7. Impairment. Counselors refrain from offering or accepting professional services when their physical, mental, or emotional problems are likely to harm a client or others. They are alert to the signs of impairment, seek assistance for problems, and, if necessary, limit, suspend, or terminate their professional responsibilities. (See A.11.c.)


A.11. Termination and Referral

1. Abandonment Prohibited. Counselors do not abandon or neglect clients in counseling. Counselors assist in making appropriate arrangements for the continuation of treatment, when necessary, during interruptions such as vacations, and following termination.
2. Inability to Assist Clients. If counselors determine an inability to be of professional assistance to clients, they avoid entering or immediately terminate a counseling relationship. Counselors are knowledgeable about referral resources and suggest appropriate alternatives. If clients decline the suggested referral, counselors should discontinue the relationship.
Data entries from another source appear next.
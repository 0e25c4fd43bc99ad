//! Data models for `course-planner`

pub mod catalog;
pub mod course;
pub mod major;
pub mod student;

pub use catalog::Catalog;
pub use course::{Course, PrereqExpr};
pub use major::{GroupRule, MajorRequirements, MajorTable, RequirementGroup};
pub use student::Student;
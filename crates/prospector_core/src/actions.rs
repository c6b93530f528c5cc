//! The closed action set and its wire encoding (codes 0..69).

use crate::constants::N_ACTIONS;
use serde::{Deserialize, Serialize};

pub const TRAVEL_BASE: u8 = 0;
pub const HOLD: u8 = 6;
pub const EMERGENCY_BURN: u8 = 7;
pub const WIDE_SCAN: u8 = 8;
pub const FOCUSED_SCAN: u8 = 9;
pub const DEEP_SCAN: u8 = 10;
pub const THREAT_LISTEN: u8 = 11;
pub const SELECT_BASE: u8 = 12;
pub const MINE_BASE: u8 = 28;
pub const STABILIZE: u8 = 31;
pub const REFINE: u8 = 32;
pub const COOLDOWN: u8 = 33;
pub const TOOL_MAINTENANCE: u8 = 34;
pub const HULL_PATCH: u8 = 35;
pub const JETTISON_BASE: u8 = 36;
pub const DOCK: u8 = 42;
pub const SELL_BASE: u8 = 43;
pub const PURCHASE_BASE: u8 = 61;
pub const OVERHAUL: u8 = 67;
pub const END_EPISODE: u8 = 68;

#[derive(Debug, Clone, Copy, PartialEq, Eq, Serialize, Deserialize)]
#[serde(rename_all = "snake_case")]
pub enum MiningMode {
    Careful,
    Normal,
    Aggressive,
}

/// Per-mode mining parameters.
#[derive(Debug, Clone, Copy, PartialEq)]
pub struct MiningProfile {
    pub yield_mult: f32,
    pub heat_gain: f32,
    pub wear: f32,
    pub alert_gain: f32,
    pub noise_sigma: f32,
    pub fracture_bias: f32,
}

impl MiningMode {
    const ALL: [MiningMode; 3] = [MiningMode::Careful, MiningMode::Normal, MiningMode::Aggressive];

    pub fn profile(self) -> MiningProfile {
        match self {
            MiningMode::Careful => MiningProfile {
                yield_mult: 0.80,
                heat_gain: 2.0,
                wear: 0.8,
                alert_gain: 1.2,
                noise_sigma: 0.05,
                fracture_bias: -0.7,
            },
            MiningMode::Normal => MiningProfile {
                yield_mult: 1.15,
                heat_gain: 4.0,
                wear: 1.6,
                alert_gain: 2.2,
                noise_sigma: 0.10,
                fracture_bias: 0.0,
            },
            MiningMode::Aggressive => MiningProfile {
                yield_mult: 1.55,
                heat_gain: 7.0,
                wear: 2.8,
                alert_gain: 4.0,
                noise_sigma: 0.16,
                fracture_bias: 0.8,
            },
        }
    }
}

#[derive(Debug, Clone, Copy, PartialEq, Eq, Serialize, Deserialize)]
#[serde(rename_all = "snake_case")]
pub enum SellFraction {
    Quarter,
    Half,
    All,
}

impl SellFraction {
    const ALL: [SellFraction; 3] = [SellFraction::Quarter, SellFraction::Half, SellFraction::All];

    pub fn value(self) -> f32 {
        match self {
            SellFraction::Quarter => 0.25,
            SellFraction::Half => 0.50,
            SellFraction::All => 1.0,
        }
    }
}

#[derive(Debug, Clone, Copy, PartialEq, Eq, Serialize, Deserialize)]
#[serde(rename_all = "snake_case")]
pub enum PurchaseItem {
    FuelSmall,
    FuelMedium,
    FuelLarge,
    RepairKit,
    Stabilizer,
    Decoy,
}

impl PurchaseItem {
    const ALL: [PurchaseItem; 6] = [
        PurchaseItem::FuelSmall,
        PurchaseItem::FuelMedium,
        PurchaseItem::FuelLarge,
        PurchaseItem::RepairKit,
        PurchaseItem::Stabilizer,
        PurchaseItem::Decoy,
    ];
}

#[derive(Debug, Clone, Copy, PartialEq, Eq, Serialize, Deserialize)]
#[serde(tag = "kind", rename_all = "snake_case")]
pub enum Action {
    Travel { slot: usize },
    Hold,
    EmergencyBurn,
    WideScan,
    FocusedScan,
    DeepScan,
    ThreatListen,
    Select { slot: usize },
    Mine { mode: MiningMode },
    Stabilize,
    Refine,
    Cooldown,
    ToolMaintenance,
    HullPatch,
    Jettison { commodity: usize },
    Dock,
    Sell { commodity: usize, fraction: SellFraction },
    Purchase { item: PurchaseItem },
    Overhaul,
    EndEpisode,
}

impl Action {
    /// Maps a wire code to its action; `None` for codes `>= 69`.
    pub fn decode(code: u8) -> Option<Action> {
        let action = match code {
            0..=5 => Action::Travel {
                slot: usize::from(code - TRAVEL_BASE),
            },
            HOLD => Action::Hold,
            EMERGENCY_BURN => Action::EmergencyBurn,
            WIDE_SCAN => Action::WideScan,
            FOCUSED_SCAN => Action::FocusedScan,
            DEEP_SCAN => Action::DeepScan,
            THREAT_LISTEN => Action::ThreatListen,
            12..=27 => Action::Select {
                slot: usize::from(code - SELECT_BASE),
            },
            28..=30 => Action::Mine {
                mode: MiningMode::ALL[usize::from(code - MINE_BASE)],
            },
            STABILIZE => Action::Stabilize,
            REFINE => Action::Refine,
            COOLDOWN => Action::Cooldown,
            TOOL_MAINTENANCE => Action::ToolMaintenance,
            HULL_PATCH => Action::HullPatch,
            36..=41 => Action::Jettison {
                commodity: usize::from(code - JETTISON_BASE),
            },
            DOCK => Action::Dock,
            43..=60 => {
                let offset = usize::from(code - SELL_BASE);
                Action::Sell {
                    commodity: offset / 3,
                    fraction: SellFraction::ALL[offset % 3],
                }
            }
            61..=66 => Action::Purchase {
                item: PurchaseItem::ALL[usize::from(code - PURCHASE_BASE)],
            },
            OVERHAUL => Action::Overhaul,
            END_EPISODE => Action::EndEpisode,
            _ => return None,
        };
        Some(action)
    }

    /// Inverse of [`Action::decode`].
    #[allow(clippy::cast_possible_truncation)] // slot/commodity indices are < 16
    pub fn code(self) -> u8 {
        match self {
            Action::Travel { slot } => TRAVEL_BASE + slot as u8,
            Action::Hold => HOLD,
            Action::EmergencyBurn => EMERGENCY_BURN,
            Action::WideScan => WIDE_SCAN,
            Action::FocusedScan => FOCUSED_SCAN,
            Action::DeepScan => DEEP_SCAN,
            Action::ThreatListen => THREAT_LISTEN,
            Action::Select { slot } => SELECT_BASE + slot as u8,
            Action::Mine { mode } => MINE_BASE + mode as u8,
            Action::Stabilize => STABILIZE,
            Action::Refine => REFINE,
            Action::Cooldown => COOLDOWN,
            Action::ToolMaintenance => TOOL_MAINTENANCE,
            Action::HullPatch => HULL_PATCH,
            Action::Jettison { commodity } => JETTISON_BASE + commodity as u8,
            Action::Dock => DOCK,
            Action::Sell {
                commodity,
                fraction,
            } => SELL_BASE + commodity as u8 * 3 + fraction as u8,
            Action::Purchase { item } => PURCHASE_BASE + item as u8,
            Action::Overhaul => OVERHAUL,
            Action::EndEpisode => END_EPISODE,
        }
    }

    /// Scan actions carry a reward surcharge even when rejected.
    pub fn is_scan(self) -> bool {
        matches!(
            self,
            Action::WideScan | Action::FocusedScan | Action::DeepScan
        )
    }

    pub fn is_station_only(self) -> bool {
        matches!(
            self,
            Action::Dock | Action::Sell { .. } | Action::Purchase { .. } | Action::Overhaul
        )
    }

    /// Every action in wire order.
    pub fn all() -> impl Iterator<Item = Action> {
        (0..N_ACTIONS).filter_map(Action::decode)
    }
}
3. Appropriate Termination. Counselors terminate a counseling relationship, securing client agreement when possible, when it is reasonably clear that the client is no longer benefiting, when services are no longer required, when counseling no longer serves the client+s needs or interests, when clients do not pay fees charged, or when agency or institution limits do not allow provision of further counseling services. (See A.10.b. and C.2.g.)